The objective on what we are trying to achieve is create a structure by which we can create a task, job, stage, or variable template once and let all of our pipelines reuse the code. The intent is to achieve the following outcome:

Reduce pipeline creation time
Ease maintenance of pipelines
Provide an extra layer of security on who can create pipelines
Consistently be able to deploy various apps in a similar fashion

Template Expansion

To best understand and architect a YAML pipeline via templates have to understand how the template expansion process works. When we go to run our Azure DevOps Pipeline it will collect all the YAML templates and associated files, variables, etc... and expand it into ONE file. This is the azure-pipeline-expanded.yml file which can be downloaded post a job completion. This is important to understand from architecture and troubleshooting perspective that we can see that one file is submitted to Azure DevOps. All parameters being passed in must be available at the pipeline compilation time. Runtime variables can be runtime variables and will be retrieved at pipeline execution.

One Repository

In order to help achieve these goals it is recommended to store of the templates in a dedicated Git repository. Azure DevOps pipelines support this functionality via the resources block. By doing this all of our pipelines can retrieve their templates from one consolidate location. In addition, by putting these in a separate repository we can introduce another layer of security on who can update this repo.
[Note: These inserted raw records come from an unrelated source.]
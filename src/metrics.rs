use std::sync::atomic::{AtomicU64, Ordering};

/// Thread-safe counters describing indexing and query activity.
#[derive(Default)]
pub struct ServiceMetrics {
    documents_indexed: AtomicU64,
    records_indexed: AtomicU64,
    failed_batches: AtomicU64,
    semantic_queries: AtomicU64,
    conversational_queries: AtomicU64,
    similar_queries: AtomicU64,
}

/// Query mode used when recording a served search.
#[derive(Debug, Clone, Copy, PartialEq, Eq)]
pub enum QueryMode {
    /// Hybrid search over the embedded query.
    Semantic,
    /// Keyword extraction, hybrid search, and summarization.
    Conversational,
    /// Nearest-neighbour lookup by record identifier.
    Similar,
}

impl ServiceMetrics {
    /// Create an empty metrics accumulator.
    pub fn new() -> Self {
        Self::default()
    }

    /// Record a committed indexing batch.
    pub fn record_batch(&self, documents: u64, records: u64) {
        self.documents_indexed
            .fetch_add(documents, Ordering::Relaxed);
        self.records_indexed.fetch_add(records, Ordering::Relaxed);
    }

    /// Record an indexing batch that was aborted.
    pub fn record_failed_batch(&self) {
        self.failed_batches.fetch_add(1, Ordering::Relaxed);
    }

    /// Record a successfully served query.
    pub fn record_query(&self, mode: QueryMode) {
        let counter = match mode {
            QueryMode::Semantic => &self.semantic_queries,
            QueryMode::Conversational => &self.conversational_queries,
            QueryMode::Similar => &self.similar_queries,
        };
        counter.fetch_add(1, Ordering::Relaxed);
    }

    /// Return a snapshot of the current counters.
    pub fn snapshot(&self) -> MetricsSnapshot {
        MetricsSnapshot {
            documents_indexed: self.documents_indexed.load(Ordering::Relaxed),
            records_indexed: self.records_indexed.load(Ordering::Relaxed),
            failed_batches: self.failed_batches.load(Ordering::Relaxed),
            semantic_queries: self.semantic_queries.load(Ordering::Relaxed),
            conversational_queries: self.conversational_queries.load(Ordering::Relaxed),
            similar_queries: self.similar_queries.load(Ordering::Relaxed),
        }
    }
}

/// Immutable view of service counters used for reporting.
#[derive(Debug, Clone, Copy, Default, PartialEq, Eq, serde::Serialize)]
pub struct MetricsSnapshot {
    /// Number of documents committed to the index since startup.
    pub documents_indexed: u64,
    /// Number of vector records committed to the index since startup.
    pub records_indexed: u64,
    /// Number of indexing batches aborted by an embedding or index failure.
    pub failed_batches: u64,
    /// Semantic searches served.
    pub semantic_queries: u64,
    /// Conversational searches served.
    pub conversational_queries: u64,
    /// Similarity searches served.
    pub similar_queries: u64,
}

#[cfg(test)]
mod tests {
    use super::*;

    #[test]
    fn records_batches_and_failures() {
        let metrics = ServiceMetrics::new();
        metrics.record_batch(2, 5);
        metrics.record_batch(1, 3);
        metrics.record_failed_batch();

        let snapshot = metrics.snapshot();
        assert_eq!(snapshot.documents_indexed, 3);
        assert_eq!(snapshot.records_indexed, 8);
        assert_eq!(snapshot.failed_batches, 1);
    }

    #[test]
    fn query_counters_are_per_mode() {
        let metrics = ServiceMetrics::new();
        metrics.record_query(QueryMode::Semantic);
        metrics.record_query(QueryMode::Semantic);
        metrics.record_query(QueryMode::Similar);

        let snapshot = metrics.snapshot();
        assert_eq!(snapshot.semantic_queries, 2);
        assert_eq!(snapshot.conversational_queries, 0);
        assert_eq!(snapshot.similar_queries, 1);
    }
}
Connecting to Single Replository

When connecting to a single YAML repository one just needs to declare the repository reference like:

resources:
  repositories:
  - repository: templates
    type: github
    name: JFolberth/TheYAMLPipelineOne
    endpoint: JFolberth

Let's break down what each one of these actually means.

resources:
    repositories:
    - repository: string # Required as first property. Alias for the repository.
      endpoint: string # ID of the service endpoint connecting to this repository.
      trigger: none | trigger | [ string ] # CI trigger for this repository, no CI trigger if skipped (only works for Azure Repos).
      name: string # repository name (format depends on 'type'; does not accept variables).
      ref: string # ref name to checkout; defaults to 'refs/heads/main'. The branch checked out by default whenever the resource trigger fires.
      type: string # Type of repository: git, github, githubenterprise, and bitbucket.

Template Scope

When creating templates for reuse one of the first thing one must decide is what is the scope of the template file? It is recommended that a template have a predefined scope and designed for one activity. At the most rudimental level a task template will consist on one task. No more. This ensures each individual component can be separately maintained and used when needed. When needing to do more then one task then we create a template for one job. One job will call one or multiple tasks. This ensures we wrap related tasks together. If multiple jobs are required, then we create a template for one stage that calls multiple job templates.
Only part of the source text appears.